• The data
^^^^
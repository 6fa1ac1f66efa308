use super::value::{Value, ValueKind};
use crate::core::types::SignalRef;

/// Direction of a signal edge.
#[derive(Debug, Clone, Copy, PartialEq, Eq, Hash)]
pub enum Edge {
    Rising,
    Falling,
}

/// What a waiting process expects from a committed change.
#[derive(Debug, Clone, PartialEq)]
pub enum Condition {
    Edge(Edge),
    /// Any committed change.
    Changed,
    /// A committed change to exactly this value.
    Equals(Value),
}

impl Condition {
    /// Evaluate against one committed transition `previous -> current`.
    ///
    /// Only called for signals that actually changed, so a condition can
    /// never fire twice while the value holds still.
    pub fn satisfied(&self, previous: &Value, current: &Value) -> bool {
        match self {
            Condition::Changed => previous != current,
            Condition::Equals(target) => previous != current && current == target,
            Condition::Edge(edge) => match (previous.truthy(), current.truthy()) {
                (Some(before), Some(after)) => match edge {
                    Edge::Rising => !before && after,
                    Edge::Falling => before && !after,
                },
                _ => false,
            },
        }
    }

    /// Check the condition can be evaluated on a signal of `kind`.
    ///
    /// Returns a description of the expected kind on failure.
    pub fn check_kind(&self, kind: ValueKind) -> Result<(), String> {
        match self {
            Condition::Changed => Ok(()),
            Condition::Edge(_) if kind.supports_edges() => Ok(()),
            Condition::Edge(_) => Err("an edge capable kind (bit, int or vector)".to_string()),
            Condition::Equals(target) if target.kind() == kind => Ok(()),
            Condition::Equals(target) => Err(target.kind().to_string()),
        }
    }
}

/// A signal together with the condition a process waits for on it.
#[derive(Debug, Clone, PartialEq)]
pub struct Trigger {
    pub signal: SignalRef,
    pub condition: Condition,
}

impl Trigger {
    pub fn new(signal: SignalRef, condition: Condition) -> Self {
        Self { signal, condition }
    }
}
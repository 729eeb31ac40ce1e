//! A download-only BitTorrent V1 client core.
//!
//! Given a swarm of peer addresses and either a parsed metainfo descriptor
//! or just a 20 byte info hash, [`Torrent`] connects to the peers, fetches
//! the descriptor via the `ut_metadata` extension if it has to, downloads
//! all file content, and commits every piece to disk after verifying it
//! against its SHA-1 digest. Tracker communication, magnet URI parsing and
//! progress display are left to the caller.

pub mod bencode;
mod conf;
mod disk;
pub mod error;
pub mod metainfo;
mod peer;
mod pieces;
mod storage;
mod torrent;

use bitvec::prelude::{BitVec, Msb0};

pub use conf::Conf;
pub use error::{Error, Result};
pub use metainfo::{Info, Metainfo};
pub use storage::FileInfo;
pub use torrent::Torrent;

/// The type of a piece's index.
///
/// On the wire all integers are sent as 4-byte big endian integers, but in
/// the source code we use `usize` to be consistent with other index types
/// in Rust.
pub type PieceIndex = usize;

/// The type of a file's index.
pub type FileIndex = usize;

/// The peer ID is an arbitrary 20 byte string, assigned by the tracker
/// layer for the whole session.
pub type PeerId = [u8; 20];

/// A SHA-1 hash digest, 20 bytes long.
pub type Sha1Hash = [u8; 20];

/// The bitfield represents the piece availability of a peer.
///
/// It is a compact bool vector of most significant bits to least
/// significant bits, that is, where the first highest bit represents the
/// first piece, the second highest element the second piece, and so on
/// (e.g. `0b1100_0001` would mean that we have pieces 0, 1, and 7).
/// A truthy boolean value of a piece's position in this vector means that
/// the peer has the piece, while a falsy value means it doesn't have the
/// piece.
pub type Bitfield = BitVec<u8, Msb0>;

/// The default block length, the widely used and accepted 16 KiB.
pub const BLOCK_LEN: u32 = 0x4000;

/// A block is a fixed size chunk of a piece, which in turn is a fixed size
/// chunk of a torrent. Downloading torrents happens at this block level
/// granularity.
#[derive(Clone, Copy, Debug, PartialEq, Eq, PartialOrd, Ord, Hash)]
pub(crate) struct BlockInfo {
    /// The index of the piece of which this is a block.
    pub piece_index: PieceIndex,
    /// The zero-based byte offset into the piece.
    pub offset: u32,
    /// The block's length in bytes.
    pub len: u32,
}

/// Returns the number of blocks in a piece of the given length.
pub(crate) fn block_count(piece_len: u32, block_len: u32) -> usize {
    // all pieces are a multiple of the block length, except the last one
    // which may be shorter, so we round up before dividing
    (piece_len as usize + block_len as usize - 1) / block_len as usize
}

/// Returns the length of the block at the index in a piece of the given
/// length.
///
/// If the piece is not a multiple of the block length, the last returned
/// value is smaller. In particular, when the piece _is_ an exact multiple,
/// the last block is a full block, never zero bytes.
///
/// # Panics
///
/// Panics if the index multiplied by the block length would exceed the
/// piece length.
pub(crate) fn block_len_at(piece_len: u32, block_len: u32, index: usize) -> u32 {
    let block_offset = index as u32 * block_len;
    assert!(piece_len > block_offset);
    std::cmp::min(piece_len - block_offset, block_len)
}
^^^^
• Work to be completed
Reproduce the listing above in its entirety, unchanged.

• Answer for the task
repository 6fa1ac1f66efa308
use super::value::{Value, ValueKind};
use crate::core::types::SignalRef;

/// Direction of a signal edge.
#[derive(Debug, Clone, Copy, PartialEq, Eq, Hash)]
pub enum Edge {
    Rising,
    Falling,
}

/// What a waiting process expects from a committed change.
#[derive(Debug, Clone, PartialEq)]
pub enum Condition {
    Edge(Edge),
    /// Any committed change.
    Changed,
    /// A committed change to exactly this value.
    Equals(Value),
}

impl Condition {
    /// Evaluate against one committed transition `previous -> current`.
    ///
    /// Only called for signals that actually changed, so a condition can
    /// never fire twice while the value holds still.
    pub fn satisfied(&self, previous: &Value, current: &Value) -> bool {
        match self {
            Condition::Changed => previous != current,
            Condition::Equals(target) => previous != current && current == target,
            Condition::Edge(edge) => match (previous.truthy(), current.truthy()) {
                (Some(before), Some(after)) => match edge {
                    Edge::Rising => !before && after,
                    Edge::Falling => before && !after,
                },
                _ => false,
            },
        }
    }

    /// Check the condition can be evaluated on a signal of `kind`.
    ///
    /// Returns a description of the expected kind on failure.
    pub fn check_kind(&self, kind: ValueKind) -> Result<(), String> {
        match self {
            Condition::Changed => Ok(()),
            Condition::Edge(_) if kind.supports_edges() => Ok(()),
            Condition::Edge(_) => Err("an edge capable kind (bit, int or vector)".to_string()),
            Condition::Equals(target) if target.kind() == kind => Ok(()),
            Condition::Equals(target) => Err(target.kind().to_string()),
        }
    }
}

/// A signal together with the condition a process waits for on it.
#[derive(Debug, Clone, PartialEq)]
pub struct Trigger {
    pub signal: SignalRef,
    pub condition: Condition,
}

impl Trigger {
    pub fn new(signal: SignalRef, condition: Condition) -> Self {
        Self { signal, condition }
    }
}
repository 729eeb31ac40ce1e
//! A download-only BitTorrent V1 client core.
//!
//! Given a swarm of peer addresses and either a parsed metainfo descriptor
//! or just a 20 byte info hash, [`Torrent`] connects to the peers, fetches
//! the descriptor via the `ut_metadata` extension if it has to, downloads
//! all file content, and commits every piece to disk after verifying it
//! against its SHA-1 digest. Tracker communication, magnet URI parsing and
//! progress display are left to the caller.

pub mod bencode;
mod conf;
mod disk;
pub mod error;
pub mod metainfo;
mod peer;
mod pieces;
mod storage;
mod torrent;

use bitvec::prelude::{BitVec, Msb0};

pub use conf::Conf;
pub use error::{Error, Result};
pub use metainfo::{Info, Metainfo};
pub use storage::FileInfo;
pub use torrent::Torrent;

/// The type of a piece's index.
///
/// On the wire all integers are sent as 4-byte big endian integers, but in
/// the source code we use `usize` to be consistent with other index types
/// in Rust.
pub type PieceIndex = usize;

/// The type of a file's index.
pub type FileIndex = usize;

/// The peer ID is an arbitrary 20 byte string, assigned by the tracker
/// layer for the whole session.
pub type PeerId = [u8; 20];

/// A SHA-1 hash digest, 20 bytes long.
pub type Sha1Hash = [u8; 20];

/// The bitfield represents the piece availability of a peer.
///
/// It is a compact bool vector of most significant bits to least
/// significant bits, that is, where the first highest bit represents the
/// first piece, the second highest element the second piece, and so on
/// (e.g. `0b1100_0001` would mean that we have pieces 0, 1, and 7).
/// A truthy boolean value of a piece's position in this vector means that
/// the peer has the piece, while a falsy value means it doesn't have the
/// piece.
pub type Bitfield = BitVec<u8, Msb0>;

/// The default block length, the widely used and accepted 16 KiB.
pub const BLOCK_LEN: u32 = 0x4000;

/// A block is a fixed size chunk of a piece, which in turn is a fixed size
/// chunk of a torrent. Downloading torrents happens at this block level
/// granularity.
#[derive(Clone, Copy, Debug, PartialEq, Eq, PartialOrd, Ord, Hash)]
pub(crate) struct BlockInfo {
    /// The index of the piece of which this is a block.
    pub piece_index: PieceIndex,
    /// The zero-based byte offset into the piece.
    pub offset: u32,
    /// The block's length in bytes.
    pub len: u32,
}

/// Returns the number of blocks in a piece of the given length.
pub(crate) fn block_count(piece_len: u32, block_len: u32) -> usize {
    // all pieces are a multiple of the block length, except the last one
    // which may be shorter, so we round up before dividing
    (piece_len as usize + block_len as usize - 1) / block_len as usize
}

/// Returns the length of the block at the index in a piece of the given
/// length.
///
/// If the piece is not a multiple of the block length, the last returned
/// value is smaller. In particular, when the piece _is_ an exact multiple,
/// the last block is a full block, never zero bytes.
///
/// # Panics
///
/// Panics if the index multiplied by the block length would exceed the
/// piece length.
pub(crate) fn block_len_at(piece_len: u32, block_len: u32, index: usize) -> u32 {
    let block_offset = index as u32 * block_len;
    assert!(piece_len > block_offset);
    std::cmp::min(piece_len - block_offset, block_len)
}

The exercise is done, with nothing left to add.